Research in the area of neuroscience shows increasingly that the mind and body are intricately intertwined. Many brain imaging studies show that psychotherapy can actually lead to structural and functional changes in the brain. Beliefs that the brain stops growing are nowadays refuted and we know that there is actual growth of new cells well into the 60s and that experiences and the environment have an effect on the brain structure. Psychotherapy does actually alter the structure of the brain, just as exercises and other environmental factors have an influence on the brain. Helen Mayberg of Emory University, for example, has done studies comparing antidepressants with cognitive behavioral therapy (CBT) and found that CBT affects the frontal lobes–the “higher” part of the brain responsible for cognition–while fluoxetine (Prozac) goes to work on the amygdala–the “bottom,” emotional part of the brain.

It’s not just CBT that causes changes in the brain; studies by psychiatrist Hasse Karlsson have found that short-term psychodynamic therapy does the same in people with depression, as do studies by Schnell and Herpertz using dialectical behavioral therapy.

But critics of brain imaging studies note that the instruments have been too crude to really tell us much of anything. Brain imaging works primarily by measuring increases and decreases in blood flow to relatively large areas of the brain—a sign of neural activation or de-activation—and, critics say, drawing conclusions from this is roughly equivalent to studying the Earth’s geology by using photographs from the Hubble telescope.

But reviewing 20 years of studies of neuroimaging and psychotherapy in the August 11, 2011 Psychiatric Times, Karlsson points out that continuing refinements and new techniques of neuroimaging now enable us to study the brain at a much more precise level—down to a molecular level. We can now look at the synapses that control the flow of neurotransmitters like serotonin and dopamine. Karlsson cites a study by Lehto that finds that after a year of psychodynamic therapy, the brains of patients with atypical depression had developed denser connections in the synapses controlling serotonin; this is roughly equivalent to taking an SSRI antidepressant such as fluoxetine.

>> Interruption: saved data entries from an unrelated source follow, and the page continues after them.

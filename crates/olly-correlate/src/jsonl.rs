//! JSONL record files
//!
//! One `TelemetryRecord` per line. Used to seed a `MemoryStore` and to
//! write enriched batches from the offline CLI.

use crate::error::StorageResult;
use async_trait::async_trait;
use olly_core::plugins::{PluginError, PluginInfo, PluginResult, RecordSink};
use olly_core::telemetry::TelemetryRecord;
use std::fs::{File, OpenOptions};
use std::io::{BufRead, BufReader, BufWriter, Write};
use std::path::{Path, PathBuf};
use std::sync::atomic::{AtomicU64, Ordering};
use std::sync::Mutex;
use tracing::{info, warn};

/// JSONL sink configuration
#[derive(Debug, Clone)]
pub struct JsonlSinkConfig {
    /// Output file path
    pub path: PathBuf,

    /// Whether to append to existing file
    pub append: bool,

    /// Flush after each batch
    pub flush_each: bool,
}

impl JsonlSinkConfig {
    pub fn new(path: impl Into<PathBuf>) -> Self {
        Self {
            path: path.into(),
            append: false,
            flush_each: true,
        }
    }
}

/// Writes records to a JSONL file
pub struct JsonlSink {
    config: JsonlSinkConfig,
    writer: Mutex<BufWriter<File>>,
    records_written: AtomicU64,
}

impl JsonlSink {
    pub fn open(config: JsonlSinkConfig) -> PluginResult<Self> {
        let file = if config.append {
            OpenOptions::new().create(true).append(true).open(&config.path)?
        } else {
            File::create(&config.path)?
        };
        info!("JSONL sink writing to: {:?}", config.path);

        Ok(Self {
            config,
            writer: Mutex::new(BufWriter::new(file)),
            records_written: AtomicU64::new(0),
        })
    }

    pub fn records_written(&self) -> u64 {
        self.records_written.load(Ordering::Relaxed)
    }
}

impl PluginInfo for JsonlSink {
    fn name(&self) -> &str {
        "jsonl-sink"
    }

    fn version(&self) -> &str {
        env!("CARGO_PKG_VERSION")
    }

    fn description(&self) -> &str {
        "Writes telemetry records to JSONL files"
    }
}

#[async_trait]
impl RecordSink for JsonlSink {
    async fn write_batch(&self, records: &[TelemetryRecord]) -> PluginResult<()> {
        let mut w = self
            .writer
            .lock()
            .map_err(|e| PluginError::OperationFailed(format!("Lock poisoned: {}", e)))?;

        for record in records {
            let json = serde_json::to_string(record)?;
            writeln!(w, "{}", json)?;
        }

        if self.config.flush_each {
            w.flush()?;
        }

        self.records_written
            .fetch_add(records.len() as u64, Ordering::Relaxed);
        Ok(())
    }

    async fn flush(&self) -> PluginResult<()> {
        let mut w = self
            .writer
            .lock()
            .map_err(|e| PluginError::OperationFailed(format!("Lock poisoned: {}", e)))?;
        w.flush()?;
        Ok(())
    }
}

/// Read every record from a JSONL file
///
/// Blank lines are skipped. A malformed line is logged and skipped so one bad
/// record does not hide the rest of the file.
pub fn read_records(path: impl AsRef<Path>) -> StorageResult<Vec<TelemetryRecord>> {
    let path = path.as_ref();
    let reader = BufReader::new(File::open(path)?);
    let mut records = Vec::new();

    for (idx, line) in reader.lines().enumerate() {
        let line = line?;
        let trimmed = line.trim();
        if trimmed.is_empty() {
            continue;
        }
        match serde_json::from_str::<TelemetryRecord>(trimmed) {
            Ok(record) => records.push(record),
            Err(e) => warn!("Skipping {:?} line {}: {}", path, idx + 1, e),
        }
    }

    Ok(records)
}
//! Metric data points and exemplars

use super::Attributes;
use chrono::{DateTime, Utc};
use serde::{Deserialize, Serialize};

/// A single metric observation
#[derive(Debug, Clone, PartialEq, Serialize, Deserialize)]
pub struct MetricPoint {
    pub timestamp: DateTime<Utc>,

    pub service: String,

    /// Metric name (e.g. "db.pool.wait_ms")
    pub name: String,

    pub value: f64,

    /// Expected value for this series, if the producer knows it
    #[serde(default, skip_serializing_if = "Option::is_none")]
    pub baseline: Option<f64>,

    /// Producer-side anomaly score in [0, 1]
    #[serde(default, skip_serializing_if = "Option::is_none")]
    pub anomaly_score: Option<f64>,

    /// Trace active when the point was recorded
    #[serde(default, skip_serializing_if = "Option::is_none")]
    pub trace_id: Option<String>,

    /// Span active when the point was recorded
    #[serde(default, skip_serializing_if = "Option::is_none")]
    pub span_id: Option<String>,

    /// Link from this point to the span it was recorded under
    #[serde(default, skip_serializing_if = "Option::is_none")]
    pub exemplar: Option<Exemplar>,

    #[serde(default, skip_serializing_if = "Option::is_none")]
    pub baggage: Option<String>,

    #[serde(default, skip_serializing_if = "Attributes::is_empty")]
    pub attributes: Attributes,

    #[serde(default, skip_serializing_if = "Attributes::is_empty")]
    pub resource: Attributes,
}

impl MetricPoint {
    pub fn new(service: impl Into<String>, name: impl Into<String>, value: f64, timestamp: DateTime<Utc>) -> Self {
        Self {
            timestamp,
            service: service.into(),
            name: name.into(),
            value,
            baseline: None,
            anomaly_score: None,
            trace_id: None,
            span_id: None,
            exemplar: None,
            baggage: None,
            attributes: Attributes::new(),
            resource: Attributes::new(),
        }
    }

    /// True when the point was recorded while a span was active
    pub fn has_active_span(&self) -> bool {
        matches!((&self.trace_id, &self.span_id), (Some(t), Some(s)) if !t.is_empty() && !s.is_empty())
    }
}

/// Sample linking a metric point to a specific trace/span
#[derive(Debug, Clone, PartialEq, Serialize, Deserialize)]
pub struct Exemplar {
    pub trace_id: String,
    pub span_id: String,

    #[serde(default, skip_serializing_if = "Attributes::is_empty")]
    pub filtered_attributes: Attributes,
}

impl Exemplar {
    pub fn new(trace_id: impl Into<String>, span_id: impl Into<String>) -> Self {
        Self {
            trace_id: trace_id.into(),
            span_id: span_id.into(),
            filtered_attributes: Attributes::new(),
        }
    }
}

#[cfg(test)]
mod tests {
    use super::*;

    #[test]
    fn test_active_span_detection() {
        let mut point = MetricPoint::new("db", "db.pool.wait_ms", 4.0, Utc::now());
        assert!(!point.has_active_span());

        point.trace_id = Some("4bf92f3577b34da6a3ce929d0e0e4736".to_string());
        assert!(!point.has_active_span());

        point.span_id = Some(String::new());
        assert!(!point.has_active_span());

        point.span_id = Some("00f067aa0ba902b7".to_string());
        assert!(point.has_active_span());
    }
}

In one of his own studies, Karlsson administered fluoxetine to one group of depressed patients and short-term psychodynamic therapy to the other. Both groups showed clinically significant reductions in depression symptoms, but only the group receiving the psychotherapy showed greater density in the synapses. Karlsson speculates that the change in neural structure found in this study may account for the well-known fact that depressed people treated with psychotherapy are less likely to suffer recurrence than are people treated with only antidepressants.

Of course, these recent studies are still preliminary. The Lehto study had a small number of participants, lacked a control group, and found synaptic changes only in patients with atypical depression, a puzzling finding with no clear explanation as yet. Both Lehto’s and Karlsson’s studies need replication before the findings can be considered more important. But taken with two decades of other brain scans, the evidence is growing that psychotherapy can induce restructuring of the brain.

Karlsson’s article, “How Psychotherapy Changes the Brain,” may be found in the August 11, 2011 Psychiatric Times, 28(8).